Micro Frontends with Module Federation

Micro frontends architecture with module federation showing remote modules loading
Module Federation Guide
Module Federation, introduced in Webpack 5, enables true micro frontends by allowing applications to dynamically load code from other builds at runtime. Unlike previous micro frontend approaches that required build-time integration or iframe isolation, Module Federation lets teams deploy independently while maintaining a seamless user experience. The architecture involves a host application that consumes components from remote applications. Each remote exposes specific modules (React components, services, utilities) while maintaining its own dependencies. Configuration is declarative—remotes specify what they expose, the host specifies what it consumes.
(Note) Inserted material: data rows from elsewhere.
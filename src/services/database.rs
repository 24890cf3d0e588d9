use std::collections::HashMap;
use async_trait::async_trait;
use bb8::{Pool, PooledConnection};
use bb8_tiberius::ConnectionManager;
use rust_decimal::Decimal;
use serenity::model::id::GuildId;
use tiberius::{AuthMethod, Config};
use tracing::{debug, info};

use crate::Error;
use crate::models::panel_models::*;
use crate::services::panel_store::GuildConfigStore;

// Each batch compiles on its own, so the schema exists before the tables reference it.
const SCHEMA: [&str; 3] = [
"IF SCHEMA_ID('RPPanel') IS NULL EXEC('CREATE SCHEMA [RPPanel]');",
"IF OBJECT_ID('[RPPanel].[Guild]', 'U') IS NULL
    CREATE TABLE [RPPanel].[Guild] (
        namespace NVARCHAR(64) NOT NULL,
        guild_id DECIMAL(20, 0) NOT NULL,
        enabled BIT NOT NULL DEFAULT 1,
        PRIMARY KEY (namespace, guild_id)
    );",
"IF OBJECT_ID('[RPPanel].[Record]', 'U') IS NULL
    CREATE TABLE [RPPanel].[Record] (
        namespace NVARCHAR(64) NOT NULL,
        guild_id DECIMAL(20, 0) NOT NULL,
        record_key NVARCHAR(300) NOT NULL,
        body NVARCHAR(MAX) NOT NULL,
        PRIMARY KEY (namespace, guild_id, record_key)
    );"
];

/// SQL Server backed guild storage. Each record is one row holding its JSON body,
/// so edits only ever lock the row they touch.
pub struct Database {
    pub pool: Pool<ConnectionManager>
}

impl Database {
    pub async fn new(ip: &str, port: u16, username: &str, password: &str) -> Result<Self, Error> {
        let mut config = Config::new();
        config.host(ip);
        config.port(port);
        config.authentication(AuthMethod::sql_server(username, password));
        config.trust_cert();

        let manager = ConnectionManager::new(config);
        let pool = Pool::builder().max_size(8).build(manager).await?;

        let database = Database { pool };
        database.ensure_schema().await?;
        info!("Connected to SQL Server at {}:{}", ip, port);

        Ok(database)
    }

    async fn ensure_schema(&self) -> Result<(), Error> {
        let mut conn = self.pool.get().await?;
        for batch in SCHEMA {
            Self::run_batch(&mut conn, batch).await?;
        }

        Ok(())
    }

    async fn run_batch(conn: &mut PooledConnection<'_, ConnectionManager>, batch: &str) -> Result<(), Error> {
        conn.simple_query(batch).await?.into_results().await?;
        Ok(())
    }

    async fn edit_locked(conn: &mut PooledConnection<'_, ConnectionManager>, namespace: &str, guild: &Decimal, key: &str, edit: &RecordEdit) -> Result<Option<EditOutcome>, Error> {
        let row = conn.query(
            "SELECT body FROM [RPPanel].[Record] WITH (UPDLOCK, HOLDLOCK) WHERE namespace = @P1 AND guild_id = @P2 AND record_key = @P3;",
            &[&namespace, guild, &key])
            .await?
            .into_row()
            .await?;

        let body = match row {
            Some(row) => row.try_get::<&str, _>(0)?.map(str::to_string),
            None => None
        };

        let mut record: Record = match body {
            Some(body) => serde_json::from_str(&body)?,
            None => return Ok(None)
        };

        let outcome = edit.apply(&mut record);

        if outcome.is_write() {
            let body = serde_json::to_string(&record)?;
            conn.execute(
                "UPDATE [RPPanel].[Record] SET body = @P4 WHERE namespace = @P1 AND guild_id = @P2 AND record_key = @P3;",
                &[&namespace, guild, &key, &body.as_str()])
                .await?;
        }

        Ok(Some(outcome))
    }
}

fn parse_body(body: Option<&str>) -> Result<Option<Record>, Error> {
    match body {
        Some(body) => Ok(Some(serde_json::from_str(body)?)),
        None => Ok(None)
    }
}

#[async_trait]
impl GuildConfigStore for Database {
    async fn load(&self, namespace: &str, guild_id: GuildId) -> Result<GuildDocument, Error> {
        let mut conn = self.pool.get().await?;
        let guild = Decimal::from(guild_id.get());

        let enabled = match conn.query(
            "SELECT enabled FROM [RPPanel].[Guild] WHERE namespace = @P1 AND guild_id = @P2;",
            &[&namespace, &guild])
            .await?
            .into_row()
            .await? {
            Some(row) => row.try_get::<bool, _>(0)?.unwrap_or(true),
            None => true
        };

        let rows = conn.query(
            "SELECT record_key, body FROM [RPPanel].[Record] WHERE namespace = @P1 AND guild_id = @P2;",
            &[&namespace, &guild])
            .await?
            .into_first_result()
            .await?;

        let mut records = HashMap::new();
        for row in rows {
            let key: Option<&str> = row.try_get(0)?;
            let record = parse_body(row.try_get(1)?)?;

            if let (Some(key), Some(record)) = (key, record) {
                records.insert(key.to_string(), record);
            }
        }

        Ok(GuildDocument { enabled, records })
    }

    async fn get_record(&self, namespace: &str, guild_id: GuildId, key: &str) -> Result<Option<Record>, Error> {
        let mut conn = self.pool.get().await?;
        let guild = Decimal::from(guild_id.get());

        let row = conn.query(
            "SELECT body FROM [RPPanel].[Record] WHERE namespace = @P1 AND guild_id = @P2 AND record_key = @P3;",
            &[&namespace, &guild, &key])
            .await?
            .into_row()
            .await?;

        match row {
            Some(row) => parse_body(row.try_get(0)?),
            None => Ok(None)
        }
    }

    async fn insert_record(&self, namespace: &str, guild_id: GuildId, key: &str, record: &Record) -> Result<bool, Error> {
        let mut conn = self.pool.get().await?;
        let guild = Decimal::from(guild_id.get());
        let body = serde_json::to_string(record)?;

        let res = conn.execute(
            "INSERT INTO [RPPanel].[Record] (namespace, guild_id, record_key, body) \
             SELECT @P1, @P2, @P3, @P4 \
             WHERE NOT EXISTS (SELECT 1 FROM [RPPanel].[Record] WITH (UPDLOCK, HOLDLOCK) WHERE namespace = @P1 AND guild_id = @P2 AND record_key = @P3);",
            &[&namespace, &guild, &key, &body.as_str()])
            .await?;

        Ok(res.total() > 0)
    }

    async fn delete_record(&self, namespace: &str, guild_id: GuildId, key: &str) -> Result<Option<Record>, Error> {
        let mut conn = self.pool.get().await?;
        let guild = Decimal::from(guild_id.get());

        let row = conn.query(
            "DELETE FROM [RPPanel].[Record] OUTPUT DELETED.body WHERE namespace = @P1 AND guild_id = @P2 AND record_key = @P3;",
            &[&namespace, &guild, &key])
            .await?
            .into_row()
            .await?;

        match row {
            Some(row) => parse_body(row.try_get(0)?),
            None => Ok(None)
        }
    }

    async fn edit_record(&self, namespace: &str, guild_id: GuildId, key: &str, edit: &RecordEdit) -> Result<Option<EditOutcome>, Error> {
        let mut conn = self.pool.get().await?;
        let guild = Decimal::from(guild_id.get());

        Self::run_batch(&mut conn, "BEGIN TRANSACTION;").await?;

        let result = match Self::edit_locked(&mut conn, namespace, &guild, key, edit).await {
            Ok(outcome) => Self::run_batch(&mut conn, "COMMIT TRANSACTION;").await.map(|_| outcome),
            Err(ex) => Err(ex)
        };

        // A failed commit may leave the transaction open on a pooled connection.
        if result.is_err() {
            if let Err(rollback) = Self::run_batch(&mut conn, "ROLLBACK TRANSACTION;").await {
                debug!("Rollback after failed edit also failed: {}", rollback);
            }
        }

        result
    }

    async fn toggle_enabled(&self, namespace: &str, guild_id: GuildId) -> Result<bool, Error> {
        let mut conn = self.pool.get().await?;
        let guild = Decimal::from(guild_id.get());

        let row = conn.query(
            "MERGE [RPPanel].[Guild] WITH (HOLDLOCK) AS target \
             USING (SELECT @P1 AS namespace, @P2 AS guild_id) AS source \
             ON target.namespace = source.namespace AND target.guild_id = source.guild_id \
             WHEN MATCHED THEN UPDATE SET enabled = CASE WHEN target.enabled = 1 THEN 0 ELSE 1 END \
             WHEN NOT MATCHED THEN INSERT (namespace, guild_id, enabled) VALUES (source.namespace, source.guild_id, 0) \
             OUTPUT INSERTED.enabled;",
            &[&namespace, &guild])
            .await?
            .into_row()
            .await?;

        match row {
            Some(row) => Ok(row.try_get::<bool, _>(0)?.unwrap_or(false)),
            None => Err("Toggling the guild flag returned nothing".into())
        }
    }
}
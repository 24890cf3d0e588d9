use crate::{PanelContext, Error, paneldb};
use crate::models::panel_models::EditOutcome;
use super::{autocomplete_record, guild_of, render::ShowCard, reply_error};

#[poise::command(
    prefix_command,
    slash_command,
    required_permissions = "MANAGE_GUILD",
    description_localized("en-US", "Add a stat to a panel, or change its value.")
)]
pub async fn set(
    ctx: PanelContext<'_>,
    #[autocomplete = "autocomplete_record"] #[description = "The panel to edit."] panel_id: String,
    #[description = "Stat label, up to 40 characters."] label: String,
    #[description = "Stat value, up to 200 characters."] #[rest] value: String)
-> Result<(), Error> {
    let store = paneldb!(ctx);

    let result = match guild_of(&ctx) {
        Ok(guild_id) => store.set_stat(guild_id, &panel_id, &label, &value).await,
        Err(ex) => Err(ex)
    };

    match result {
        Ok(EditOutcome::Inserted) => {
            ctx.say(format!("Added `{}` to panel '{}'.", label.trim(), panel_id.trim())).await?;
        }
        Ok(_) => {
            ctx.say(format!("Updated `{}` on panel '{}'.", label.trim(), panel_id.trim())).await?;
        }
        Err(ex) => reply_error(ctx, ex).await?
    }

    Ok(())
}

#[poise::command(
    prefix_command,
    slash_command,
    required_permissions = "MANAGE_GUILD",
    description_localized("en-US", "Remove a stat from a panel.")
)]
pub async fn remove(
    ctx: PanelContext<'_>,
    #[autocomplete = "autocomplete_record"] #[description = "The panel to edit."] panel_id: String,
    #[description = "The stat label to remove."] #[rest] label: String)
-> Result<(), Error> {
    let store = paneldb!(ctx);

    let result = match guild_of(&ctx) {
        Ok(guild_id) => store.remove_stat(guild_id, &panel_id, &label).await,
        Err(ex) => Err(ex)
    };

    match result {
        Ok(()) => {
            ctx.say(format!("Removed `{}` from panel '{}'.", label.trim(), panel_id.trim())).await?;
        }
        Err(ex) => reply_error(ctx, ex).await?
    }

    Ok(())
}

#[poise::command(
    prefix_command,
    slash_command,
    description_localized("en-US", "Show a panel and all of its stats.")
)]
pub async fn show(
    ctx: PanelContext<'_>,
    #[autocomplete = "autocomplete_record"] #[description = "The panel to show."] panel_id: String)
-> Result<(), Error> {
    let store = paneldb!(ctx);

    let result = match guild_of(&ctx) {
        Ok(guild_id) => store.show(guild_id, &panel_id).await,
        Err(ex) => Err(ex)
    };

    match result {
        Ok(record) => {
            ctx.send(ShowCard::from_record(&record).into_reply(&record)).await?;
        }
        Err(ex) => reply_error(ctx, ex).await?
    }

    Ok(())
}
mod models;
mod commands;
mod services;

use std::collections::HashSet;
use commands::get_framework;
use models::config::Config;
use services::{*, database::Database, memory_store::MemoryStore, panel_store::{GuildConfigStore, PanelStore}};
use std::fs;
use std::sync::Arc;
use std::env;
use std::error;
use serenity::{
    client::ClientBuilder,
    model::{gateway::GatewayIntents, id::UserId},
    http::Http
};
use tracing::{error, info, warn};
use tracing_appender::non_blocking::WorkerGuard;
use tracing_subscriber::fmt;
use tracing_subscriber::layer::SubscriberExt;

type Error = Box<dyn error::Error + Send + Sync>;
type PanelContext<'a> = poise::Context<'a, (), Error>;

async fn init_logger() -> Result<WorkerGuard, Error> {
    let file_appender = tracing_appender::rolling::hourly("logs", "rppanel.log");
    let (non_blocking, guard) = tracing_appender::non_blocking(file_appender);

    tracing::subscriber::set_global_default(
        fmt::Subscriber::builder()
            .with_target(true)
            .with_thread_ids(true)
            .with_thread_names(true)
            .with_span_events(fmt::format::FmtSpan::CLOSE)
            .with_ansi(true)
            .with_max_level(tracing::Level::DEBUG)
            .finish()
            .with(fmt::Layer::default().with_writer(non_blocking))
    )?;

    const VERSION: Option<&str> = option_env!("CARGO_PKG_VERSION");
    info!("Initializing RPPanel v{}", VERSION.unwrap_or("<unknown>"));
    info!("Reading from {}", env::current_dir()?.display());

    Ok(guard)
}

async fn fetch_owners(token: &str) -> Result<HashSet<UserId>, Error> {
    let http = Http::new(token);
    let info = http.get_current_application_info().await?;

    let mut owners = HashSet::new();

    if let Some(team) = info.team {
        owners.insert(team.owner_user_id);
    } else if let Some(owner) = info.owner {
        owners.insert(owner.id);
    }

    Ok(owners)
}

async fn build_store(config: &Config) -> Result<Arc<PanelStore>, Error> {
    let backend: Arc<dyn GuildConfigStore> = if config.uses_sql_server() {
        Arc::new(Database::new(&config.sql_server_ip, config.sql_server_port, &config.sql_server_username, &config.sql_server_password).await?)
    } else {
        warn!("No SQL Server configured; {} will only be kept in memory", config.variant.collection());
        Arc::new(MemoryStore::new())
    };

    Ok(Arc::new(PanelStore::new(&config.namespace, config.variant, backend)))
}

#[tokio::main]
async fn main() -> Result<(), Error> {
    // Dropping the guard stops the file writer, so it lives until main returns.
    let _guard = match init_logger().await {
        Ok(guard) => Some(guard),
        Err(ex) => {
            eprintln!("Failed to initialize logger: {}", ex);
            None
        }
    };

    let config_json = fs::read_to_string("config.json").map_err(|ex| format!("config.json not found: {ex}"))?;
    let config: Config = serde_json::from_str(&config_json).map_err(|ex| format!("config.json is malformed: {ex}"))?;

    let owners = fetch_owners(&config.token).await?;
    let store = build_store(&config).await?;
    info!("Serving {} under namespace '{}'", config.variant.collection(), config.namespace);

    let framework = poise::Framework::builder()
        .options(get_framework(&config.cmd_prefix, owners, config.variant))
        .setup(move |ctx, ready, framework| {
            Box::pin(async move {
                bot_init::ready(ctx, ready, &framework.options().commands).await;
                Ok(())
            })
        })
        .build();

    let intents = GatewayIntents::non_privileged() | GatewayIntents::MESSAGE_CONTENT;
    let mut client = ClientBuilder::new(&config.token, intents)
        .framework(framework)
        .await?;

    {
        let mut data = client.data.write().await;
        data.insert::<PanelStore>(store);
    }

    {
        let shard_manager = client.shard_manager.clone();
        let http = client.http.clone();
        let unregister = config.unregister_on_shutdown;

        // Stop on Ctrl-C, taking the slash group down with us if asked to.
        #[allow(clippy::let_underscore_future)]
        let _ = tokio::spawn(async move {
            if let Err(ex) = tokio::signal::ctrl_c().await {
                error!("Failed to listen for Ctrl-C: {}", ex);
                return;
            }

            info!("Shutting down");

            if unregister {
                bot_init::unregister(&http, commands::rppanel::GROUP_NAME).await;
            }

            shard_manager.shutdown_all().await;
        });
    }

    if let Err(ex) = client.start().await {
        error!("Discord bot client error: {:?}", ex);
    }

    Ok(())
}
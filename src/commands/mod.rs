mod general;
pub mod rppanel;

use std::collections::HashSet;
use tracing::{debug, error};

use serenity::model::id::UserId;

use general::*;
use crate::{Error, PanelContext};
use crate::models::panel_models::Variant;

async fn on_error(error: poise::FrameworkError<'_, (), Error>) {
    match error {
        poise::FrameworkError::Command { error, ctx, .. } => {
            error!("Command {} failed: {}", ctx.command().qualified_name, error);

            if let Err(ex) = ctx.say("Something went wrong running that command... try again later?").await {
                error!("Failed to send error message: {}", ex);
            }
        }
        other => {
            if let Err(ex) = poise::builtins::on_error(other).await {
                error!("Failed to handle framework error: {}", ex);
            }
        }
    }
}

async fn pre_command(ctx: PanelContext<'_>) {
    debug!("{} invoked {} in {:?}", ctx.author().name, ctx.command().qualified_name, ctx.guild_id());
}

pub fn get_commands(variant: Variant) -> Vec<poise::Command<(), Error>> {
    vec![
        help(),
        info(),
        register(),
        rppanel::group(variant)
    ]
}

pub fn get_framework(pref: &str, owners: HashSet<UserId>, variant: Variant) -> poise::FrameworkOptions<(), Error> {
    poise::FrameworkOptions {
        commands: get_commands(variant),
        prefix_options: poise::PrefixFrameworkOptions {
            prefix: Some(pref.to_string()),
            mention_as_prefix: true,
            ..Default::default()
        },
        on_error: |error| Box::pin(on_error(error)),
        pre_command: |ctx| Box::pin(pre_command(ctx)),
        owners,
        ..Default::default()
    }
}
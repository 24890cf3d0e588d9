#[macro_export]
macro_rules! paneldb {
    ($ctx: expr) => {
        {
            match $crate::services::panel_store::PanelStore::from_context($ctx.serenity_context()).await {
                Some(store) => store,
                None => return Err("Couldn't find the panel store".into())
            }
        }
    }
}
The runtime loads remote code on-demand, sharing dependencies to avoid duplication. Implementation uses Webpack's ModuleFederationPlugin, with configuration in webpack.config.js. Shared dependencies prevent version conflicts—React, for example, loads once and is shared across all remotes. The approach enables independent team workflows: each micro frontend has its own repository, CI/CD pipeline, and deployment schedule. The host composes them into a unified interface. Challenges include coordinating shared dependencies, handling version mismatches, and maintaining consistent user experience across independently deployed pieces. Tools like Nx provide workspace support for managing federated modules. For large organizations with multiple frontend teams, Module Federation offers the most practical path to scalable frontend architecture, balancing independence with integration.